You can craft a thousand stories to tell me someone is tough and powerful and cool, but what a hundred other things couldn’t do, this match does. It’s one thing to be shouted at that John Cena is this or that, but this is a match that actually bothers to show it. He’s a survivor, not because he took a lot and fought back and won with what he always wins with, but because he was outmanned and slowly had all of his weapons taken from him, only to not give up and to find a way in spite of that. As opposed to so much other early Ace Cena booking, this is one of the first signs of the sort of real and genuine heroics that would go on to make him one of the best of all time.

It’s not the best version of this. You went into this review knowing that, I went into this viewing knowing that. That’s not the end of the world. Given how great the follow up to this match was, all that really means is that on this night, a near-perfect pairing simply had a really great match and not, you know, one of the greatest matches in wrestling history.

***1/2

Mitsuharu Misawa vs. Samoa Joe, NOAH Autumn Navigation 2007 Day Twelve (10/27/2007)

Another commission, this time from Will Young. You too can and should pay me to watch and then write about wrestling matches, and you can head on over to www.ko-fi.com/elhijodelsimon to do that. That’s $5 per match, and you can hit the DMs if you want something longer and/or more complex than that.
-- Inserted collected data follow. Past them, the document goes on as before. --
//! AR surface placement: point the device at a surface, watch the reticle
//! snap to it, place a model from the shop catalogue with "select".

pub mod engine;
pub mod tools;
pub mod xr;

pub use engine::core::app_setup::create_app;
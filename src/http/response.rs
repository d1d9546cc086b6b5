//! Mapping relay outcomes to HTTP responses.
//!
//! # Design Decisions
//! - Success: outbound status and body verbatim, no outbound headers copied
//! - Failure: 500 with a plain-text diagnostic naming the failed stage

use axum::{
    body::Body,
    http::StatusCode,
    response::{IntoResponse, Response},
};

use crate::relay::{RelayError, RelayResult};

/// Fixed body returned for any inbound method other than POST.
pub const ONLY_POST_MESSAGE: &str = "only POST method is accepted";

impl IntoResponse for RelayResult {
    fn into_response(self) -> Response {
        let body = self.body.map(Body::from).unwrap_or_else(Body::empty);
        (self.status, body).into_response()
    }
}

impl IntoResponse for RelayError {
    fn into_response(self) -> Response {
        (self.status(), self.caller_message()).into_response()
    }
}

/// Response for a non-POST inbound request.
pub fn method_rejected() -> Response {
    (StatusCode::INTERNAL_SERVER_ERROR, ONLY_POST_MESSAGE).into_response()
}

/// Response for an inbound body that could not be read.
pub fn inbound_read_failed(err: &axum::Error) -> Response {
    (
        StatusCode::INTERNAL_SERVER_ERROR,
        format!("read inbound body failed: {}", err),
    )
        .into_response()
}
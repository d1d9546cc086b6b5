//! Configuration management subsystem.
//!
//! # Data Flow
//! ```text
//! config file (TOML)
//!     → loader.rs (parse & deserialize)
//!     → validation.rs (semantic checks)
//!     → RelayConfig (validated, immutable)
//!     → CLI overrides applied in main
//! ```
//!
//! # Design Decisions
//! - All fields have defaults, so the relay runs without a config file
//! - Validation separates syntactic (serde) from semantic checks

pub mod loader;
pub mod schema;
pub mod validation;

pub use schema::{LimitsConfig, ListenerConfig, ObservabilityConfig, RelayConfig};
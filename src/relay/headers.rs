//! Header fan-out.
//!
//! Expands descriptor `header` entries into an outbound [`HeaderMap`]:
//! - `Single` sets the key to exactly one value
//! - `Multiple` appends every element under the key, in order
//! - `Other` is skipped and reported through [`FannedHeaders::skipped`]

use std::collections::BTreeMap;

use axum::http::{HeaderMap, HeaderName, HeaderValue};

use crate::observability::metrics;
use crate::relay::descriptor::HeaderField;

/// Result of fanning out descriptor headers.
#[derive(Debug, Default)]
pub struct FannedHeaders {
    pub headers: HeaderMap,
    /// Keys whose value had an unsupported shape.
    pub skipped: Vec<String>,
}

/// A header key or value that cannot appear on the wire.
#[derive(Debug)]
pub struct InvalidHeader {
    pub key: String,
    pub reason: String,
}

impl std::fmt::Display for InvalidHeader {
    fn fmt(&self, f: &mut std::fmt::Formatter<'_>) -> std::fmt::Result {
        write!(f, "invalid header {:?}: {}", self.key, self.reason)
    }
}

impl std::error::Error for InvalidHeader {}

/// Build the outbound header map from descriptor header fields.
pub fn fan_out(fields: &BTreeMap<String, HeaderField>) -> Result<FannedHeaders, InvalidHeader> {
    let mut fanned = FannedHeaders::default();

    for (key, field) in fields {
        match field {
            HeaderField::Single(value) => {
                let name = header_name(key)?;
                let value = header_value(key, value)?;
                fanned.headers.insert(name, value);
            }
            HeaderField::Multiple(values) => {
                let name = header_name(key)?;
                for value in values {
                    let value = header_value(key, value)?;
                    fanned.headers.append(name.clone(), value);
                }
            }
            HeaderField::Other(value) => {
                tracing::warn!(header = %key, value = %value, "Skipping header with unsupported value shape");
                metrics::record_header_skipped();
                fanned.skipped.push(key.clone());
            }
        }
    }

    Ok(fanned)
}

fn header_name(key: &str) -> Result<HeaderName, InvalidHeader> {
    HeaderName::from_bytes(key.as_bytes()).map_err(|e| InvalidHeader {
        key: key.to_string(),
        reason: e.to_string(),
    })
}

fn header_value(key: &str, value: &str) -> Result<HeaderValue, InvalidHeader> {
    HeaderValue::from_str(value).map_err(|e| InvalidHeader {
        key: key.to_string(),
        reason: e.to_string(),
    })
}
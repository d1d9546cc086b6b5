//! Configuration loading from disk.

use std::fs;
use std::path::Path;

use crate::config::schema::RelayConfig;
use crate::config::validation::{validate_config, ValidationError};

/// Error type for configuration loading.
#[derive(Debug)]
pub enum ConfigError {
    Io(std::io::Error),
    Parse(toml::de::Error),
    Validation(Vec<ValidationError>),
}

impl std::fmt::Display for ConfigError {
    fn fmt(&self, f: &mut std::fmt::Formatter<'_>) -> std::fmt::Result {
        match self {
            ConfigError::Io(e) => write!(f, "IO error: {}", e),
            ConfigError::Parse(e) => write!(f, "Parse error: {}", e),
            ConfigError::Validation(errors) => {
                write!(f, "Validation failed: ")?;
                for (i, err) in errors.iter().enumerate() {
                    if i > 0 {
                        write!(f, ", ")?;
                    }
                    write!(f, "{}", err)?;
                }
                Ok(())
            }
        }
    }
}

impl std::error::Error for ConfigError {}

/// Load and validate configuration from a TOML file.
pub fn load_config(path: &Path) -> Result<RelayConfig, ConfigError> {
    let content = fs::read_to_string(path).map_err(ConfigError::Io)?;
    parse_config(&content)
}

/// Parse and validate configuration from TOML text.
pub fn parse_config(content: &str) -> Result<RelayConfig, ConfigError> {
    let config: RelayConfig = toml::from_str(content).map_err(ConfigError::Parse)?;

    validate_config(&config).map_err(ConfigError::Validation)?;

    Ok(config)
}
//! Metrics collection and exposition.
//!
//! # Metrics
//! - `relay_requests_total` (counter): relayed requests by method, status
//! - `relay_request_duration_seconds` (histogram): end-to-end relay latency
//! - `relay_errors_total` (counter): aborted relays by stage
//! - `relay_headers_skipped_total` (counter): header entries with an unsupported shape
//! - `relay_response_read_failures_total` (counter): outbound bodies that could not be read
//!
//! Recording is a no-op until [`init_metrics`] installs the Prometheus recorder.

use std::net::SocketAddr;
use std::time::Instant;

use metrics_exporter_prometheus::PrometheusBuilder;

/// Install the Prometheus recorder and serve `/metrics` on `addr`.
pub fn init_metrics(addr: SocketAddr) {
    match PrometheusBuilder::new().with_http_listener(addr).install() {
        Ok(()) => tracing::info!(address = %addr, "Metrics exporter listening"),
        Err(e) => tracing::error!(address = %addr, error = %e, "Failed to install metrics exporter"),
    }
}

/// Record a completed inbound request.
pub fn record_request(method: &str, status: u16, start: Instant) {
    metrics::counter!(
        "relay_requests_total",
        "method" => method.to_string(),
        "status" => status.to_string()
    )
    .increment(1);
    metrics::histogram!("relay_request_duration_seconds", "method" => method.to_string())
        .record(start.elapsed().as_secs_f64());
}

/// Record a relay aborted at `stage`.
pub fn record_error(stage: &'static str) {
    metrics::counter!("relay_errors_total", "stage" => stage).increment(1);
}

/// Record a header entry skipped for its value shape.
pub fn record_header_skipped() {
    metrics::counter!("relay_headers_skipped_total").increment(1);
}

/// Record an outbound body that could not be read.
pub fn record_response_read_failure() {
    metrics::counter!("relay_response_read_failures_total").increment(1);
}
I’ll also pretend to like matches for an extra $200. 

This was for Misawa’s GHC Heavyweight Title.

A real weird and cool oddity, but definitely not a great match.

They tried. Through force of talent alone, this match isn’t totally awful.

Misawa’s elbows are good and he mostly just sticks to that. Joe’s offense is all still very impressive. They’re able to occasionally come together and have a few nice little exchanges. Misawa’s proto-Death Blow style diving cerebral cortex elbow to a seated Joe is a nasty way to end this that doesn’t take away too much from Joe either. I can’t really call this a bad match, even if it can’t help but be disappointing.

The real issue here is that there’s no way this could have ever been more than passable.

Firstly, 2007 is not the best time to run this match.

Misawa, obviously, is very much past it. The elbow still works and the brain is there so things like the 2007 Taue title match three months before this and the title loss to Morishima five months after this can be a lot of fun. In the right setting, he’s still a great tag team wrestler too. Samoa Joe is also not too far removed from his ungodly 2004-2006 prime in which he was the best wrestler alive for two or three straight years. He’s still got it physically in a lot of ways and is still probably a top twenty five wrestler of 2007 (the Christian series in 2007 TNA is genuinely very underrated), but as a TNA only guy now, you judge on output and it’s not there. The prime isn’t OVER over until he knocks the greatness out of himself on an ill-advised bleacher dropkick a year after this, so there’s still something in Samoa Joe that can and will work under the right circumstances.

Unfortunately, just hurling these two at each other in the year 2007 with little more put into it than that does not qualify as a circumstance in which this could work.

Another reason this falls short is some classic lazy NOAH booking.

This is Samoa Joe’s second match in Pro Wrestling NOAH.

It may as well be his first though, given that said first came only two days prior in a non-televised build up tag. Not a match on the previous Budokan to set it up, not a televised build up tag, nothing. Ideally you have a two or three match run beating guys of some credibility, if only so NOAH fans have some sense of who and what Joe is, and the threat that he can be. Instead, as is typical of NOAH from like 2006 on, there’s not really that sense of effort. He’s thrown out there to fill a space, a defense because a Budokan show needed a defense, with no real care or attention paid to getting there or how it would go when they got there. Emblematic of why NOAH was where it was, and why NOAH went where it went.